┏━━

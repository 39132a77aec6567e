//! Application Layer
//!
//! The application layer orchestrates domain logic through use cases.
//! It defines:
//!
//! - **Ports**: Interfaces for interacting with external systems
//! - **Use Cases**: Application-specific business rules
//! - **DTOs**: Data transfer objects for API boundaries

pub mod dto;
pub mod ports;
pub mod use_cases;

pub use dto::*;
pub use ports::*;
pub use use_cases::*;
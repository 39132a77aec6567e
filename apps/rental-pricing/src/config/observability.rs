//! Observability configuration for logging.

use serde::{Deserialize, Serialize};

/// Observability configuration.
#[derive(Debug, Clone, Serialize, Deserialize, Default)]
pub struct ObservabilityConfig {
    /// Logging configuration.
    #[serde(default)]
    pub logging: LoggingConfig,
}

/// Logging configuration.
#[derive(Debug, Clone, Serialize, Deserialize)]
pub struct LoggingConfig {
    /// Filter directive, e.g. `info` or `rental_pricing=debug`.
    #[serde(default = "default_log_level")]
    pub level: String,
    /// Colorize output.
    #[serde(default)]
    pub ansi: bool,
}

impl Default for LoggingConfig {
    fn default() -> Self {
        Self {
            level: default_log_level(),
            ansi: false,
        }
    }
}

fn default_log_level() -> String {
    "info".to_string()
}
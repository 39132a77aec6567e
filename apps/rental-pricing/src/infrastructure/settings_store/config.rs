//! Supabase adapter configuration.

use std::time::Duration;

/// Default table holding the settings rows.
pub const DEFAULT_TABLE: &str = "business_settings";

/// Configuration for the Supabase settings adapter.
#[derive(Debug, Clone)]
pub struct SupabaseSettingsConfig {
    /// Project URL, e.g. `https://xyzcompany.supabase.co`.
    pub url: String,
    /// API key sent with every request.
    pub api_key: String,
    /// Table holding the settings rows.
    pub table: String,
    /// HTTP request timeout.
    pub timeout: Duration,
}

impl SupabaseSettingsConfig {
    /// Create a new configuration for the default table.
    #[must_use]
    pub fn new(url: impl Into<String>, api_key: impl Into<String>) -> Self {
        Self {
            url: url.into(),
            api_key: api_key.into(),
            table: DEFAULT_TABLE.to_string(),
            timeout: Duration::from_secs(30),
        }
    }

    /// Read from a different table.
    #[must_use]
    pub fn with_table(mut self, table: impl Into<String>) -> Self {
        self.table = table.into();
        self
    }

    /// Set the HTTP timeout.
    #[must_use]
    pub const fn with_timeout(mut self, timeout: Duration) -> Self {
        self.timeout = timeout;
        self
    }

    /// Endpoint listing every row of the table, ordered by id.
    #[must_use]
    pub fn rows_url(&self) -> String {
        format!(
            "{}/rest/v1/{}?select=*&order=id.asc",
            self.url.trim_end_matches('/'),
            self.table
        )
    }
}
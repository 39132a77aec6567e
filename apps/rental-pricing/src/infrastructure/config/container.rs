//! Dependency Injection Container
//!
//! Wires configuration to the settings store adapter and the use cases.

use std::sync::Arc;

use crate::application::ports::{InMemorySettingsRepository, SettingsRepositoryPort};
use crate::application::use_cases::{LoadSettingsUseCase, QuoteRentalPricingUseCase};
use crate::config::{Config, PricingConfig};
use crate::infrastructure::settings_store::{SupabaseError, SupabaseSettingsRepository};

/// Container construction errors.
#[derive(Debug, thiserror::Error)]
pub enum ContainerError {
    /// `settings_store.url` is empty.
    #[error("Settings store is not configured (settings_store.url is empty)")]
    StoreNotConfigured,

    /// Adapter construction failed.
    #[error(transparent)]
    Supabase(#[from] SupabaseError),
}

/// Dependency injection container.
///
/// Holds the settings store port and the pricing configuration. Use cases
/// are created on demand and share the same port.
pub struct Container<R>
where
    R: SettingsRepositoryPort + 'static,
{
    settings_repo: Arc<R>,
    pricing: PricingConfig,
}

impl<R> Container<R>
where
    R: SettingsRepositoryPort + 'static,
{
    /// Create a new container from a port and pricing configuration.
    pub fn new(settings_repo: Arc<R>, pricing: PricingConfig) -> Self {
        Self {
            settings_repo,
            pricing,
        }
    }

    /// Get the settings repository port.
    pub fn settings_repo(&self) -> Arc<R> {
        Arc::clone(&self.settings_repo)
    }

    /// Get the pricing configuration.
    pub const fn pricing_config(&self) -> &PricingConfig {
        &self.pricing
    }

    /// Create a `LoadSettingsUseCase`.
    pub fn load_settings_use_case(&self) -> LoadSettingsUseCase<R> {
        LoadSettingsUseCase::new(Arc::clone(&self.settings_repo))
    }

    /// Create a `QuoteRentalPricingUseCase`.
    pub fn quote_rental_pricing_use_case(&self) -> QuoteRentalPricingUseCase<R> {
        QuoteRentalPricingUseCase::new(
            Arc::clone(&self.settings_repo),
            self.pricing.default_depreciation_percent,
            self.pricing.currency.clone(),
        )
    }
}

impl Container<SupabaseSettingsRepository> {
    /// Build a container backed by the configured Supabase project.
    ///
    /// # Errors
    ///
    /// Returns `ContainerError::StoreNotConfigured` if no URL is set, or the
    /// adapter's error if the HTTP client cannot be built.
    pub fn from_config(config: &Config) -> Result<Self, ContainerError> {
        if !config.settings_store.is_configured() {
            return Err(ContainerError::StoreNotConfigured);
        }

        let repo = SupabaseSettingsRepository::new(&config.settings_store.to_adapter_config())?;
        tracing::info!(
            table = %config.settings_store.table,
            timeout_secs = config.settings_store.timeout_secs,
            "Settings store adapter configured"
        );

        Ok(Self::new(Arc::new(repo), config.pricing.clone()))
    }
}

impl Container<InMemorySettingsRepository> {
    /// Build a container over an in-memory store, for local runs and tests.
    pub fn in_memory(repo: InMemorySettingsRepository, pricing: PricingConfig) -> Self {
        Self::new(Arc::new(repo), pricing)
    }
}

┗━━

Activity
Please state how many lines of the listing above hold "QuoteRentalPricingUseCase", giving the number and nothing else.

Exercise solution
4